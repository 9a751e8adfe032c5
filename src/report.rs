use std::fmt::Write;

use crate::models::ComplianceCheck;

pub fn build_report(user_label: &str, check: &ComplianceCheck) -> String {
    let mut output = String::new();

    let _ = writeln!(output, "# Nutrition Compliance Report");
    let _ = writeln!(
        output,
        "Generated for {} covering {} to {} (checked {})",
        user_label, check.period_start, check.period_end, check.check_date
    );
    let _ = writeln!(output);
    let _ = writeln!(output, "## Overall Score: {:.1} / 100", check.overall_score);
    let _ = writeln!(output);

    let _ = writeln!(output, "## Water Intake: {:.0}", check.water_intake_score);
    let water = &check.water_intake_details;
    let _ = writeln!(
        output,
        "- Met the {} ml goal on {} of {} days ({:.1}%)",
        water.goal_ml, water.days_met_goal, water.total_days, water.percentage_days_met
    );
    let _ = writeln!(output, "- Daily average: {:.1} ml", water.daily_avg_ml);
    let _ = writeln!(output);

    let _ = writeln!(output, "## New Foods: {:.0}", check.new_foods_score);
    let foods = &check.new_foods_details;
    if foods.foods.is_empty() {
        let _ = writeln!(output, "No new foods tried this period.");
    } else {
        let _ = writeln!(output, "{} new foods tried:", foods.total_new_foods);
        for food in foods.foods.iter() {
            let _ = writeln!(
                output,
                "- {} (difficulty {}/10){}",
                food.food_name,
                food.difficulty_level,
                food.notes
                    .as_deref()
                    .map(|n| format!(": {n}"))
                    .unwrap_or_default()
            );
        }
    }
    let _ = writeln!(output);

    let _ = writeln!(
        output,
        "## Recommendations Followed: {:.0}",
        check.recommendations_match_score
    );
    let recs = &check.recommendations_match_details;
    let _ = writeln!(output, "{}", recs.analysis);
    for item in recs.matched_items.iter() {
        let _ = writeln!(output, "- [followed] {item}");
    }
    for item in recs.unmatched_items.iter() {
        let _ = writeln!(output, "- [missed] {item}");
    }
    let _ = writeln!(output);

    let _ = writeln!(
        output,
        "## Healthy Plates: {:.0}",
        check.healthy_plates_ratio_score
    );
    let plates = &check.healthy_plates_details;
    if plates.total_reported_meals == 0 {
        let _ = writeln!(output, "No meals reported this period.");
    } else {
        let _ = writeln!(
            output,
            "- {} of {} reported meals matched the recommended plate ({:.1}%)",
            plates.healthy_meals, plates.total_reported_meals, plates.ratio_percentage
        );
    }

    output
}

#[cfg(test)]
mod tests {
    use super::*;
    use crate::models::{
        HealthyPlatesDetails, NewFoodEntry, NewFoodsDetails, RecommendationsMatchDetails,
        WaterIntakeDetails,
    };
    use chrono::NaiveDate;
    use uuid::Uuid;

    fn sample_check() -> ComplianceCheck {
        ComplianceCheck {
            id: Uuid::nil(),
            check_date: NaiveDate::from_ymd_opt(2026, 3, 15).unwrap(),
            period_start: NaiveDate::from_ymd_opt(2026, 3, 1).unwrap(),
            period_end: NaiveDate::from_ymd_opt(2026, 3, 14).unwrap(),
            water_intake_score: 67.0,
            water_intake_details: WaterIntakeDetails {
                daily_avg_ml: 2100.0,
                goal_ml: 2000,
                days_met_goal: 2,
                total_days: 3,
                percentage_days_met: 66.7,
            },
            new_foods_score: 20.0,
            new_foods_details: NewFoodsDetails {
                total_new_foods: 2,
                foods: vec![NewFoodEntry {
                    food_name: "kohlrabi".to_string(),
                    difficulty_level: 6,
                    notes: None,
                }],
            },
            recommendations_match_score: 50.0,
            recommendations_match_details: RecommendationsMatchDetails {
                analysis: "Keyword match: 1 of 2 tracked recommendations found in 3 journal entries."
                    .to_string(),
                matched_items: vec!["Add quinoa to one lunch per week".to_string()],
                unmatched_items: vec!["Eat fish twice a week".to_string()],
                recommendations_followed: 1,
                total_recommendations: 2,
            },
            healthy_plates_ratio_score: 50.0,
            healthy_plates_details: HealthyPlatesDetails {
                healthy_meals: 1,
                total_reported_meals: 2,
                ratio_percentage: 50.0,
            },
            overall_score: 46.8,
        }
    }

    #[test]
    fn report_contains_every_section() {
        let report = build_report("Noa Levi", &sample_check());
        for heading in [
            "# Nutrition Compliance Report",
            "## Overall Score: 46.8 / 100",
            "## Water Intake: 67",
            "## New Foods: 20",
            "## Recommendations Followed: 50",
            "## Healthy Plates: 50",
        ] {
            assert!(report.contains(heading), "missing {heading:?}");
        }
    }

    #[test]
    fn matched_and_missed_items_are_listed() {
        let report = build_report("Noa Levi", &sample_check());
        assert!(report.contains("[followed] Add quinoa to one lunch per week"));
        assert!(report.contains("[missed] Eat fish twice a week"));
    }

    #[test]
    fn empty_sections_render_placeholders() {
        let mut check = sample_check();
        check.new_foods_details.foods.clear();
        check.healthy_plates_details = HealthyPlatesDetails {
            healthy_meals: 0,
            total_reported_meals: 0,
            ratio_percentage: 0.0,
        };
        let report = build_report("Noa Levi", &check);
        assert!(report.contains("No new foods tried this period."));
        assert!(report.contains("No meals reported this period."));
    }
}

What you have to do. After locating the line with "let foods = &check.new_foods_details;" above, return that line and every later line through the one with "for item in recs.unmatched_items.iter()", word for word and with nothing else.

Exercise output.
    let foods = &check.new_foods_details;
    if foods.foods.is_empty() {
        let _ = writeln!(output, "No new foods tried this period.");
    } else {
        let _ = writeln!(output, "{} new foods tried:", foods.total_new_foods);
        for food in foods.foods.iter() {
            let _ = writeln!(
                output,
                "- {} (difficulty {}/10){}",
                food.food_name,
                food.difficulty_level,
                food.notes
                    .as_deref()
                    .map(|n| format!(": {n}"))
                    .unwrap_or_default()
            );
        }
    }
    let _ = writeln!(output);

    let _ = writeln!(
        output,
        "## Recommendations Followed: {:.0}",
        check.recommendations_match_score
    );
    let recs = &check.recommendations_match_details;
    let _ = writeln!(output, "{}", recs.analysis);
    for item in recs.matched_items.iter() {
        let _ = writeln!(output, "- [followed] {item}");
    }
    for item in recs.unmatched_items.iter() {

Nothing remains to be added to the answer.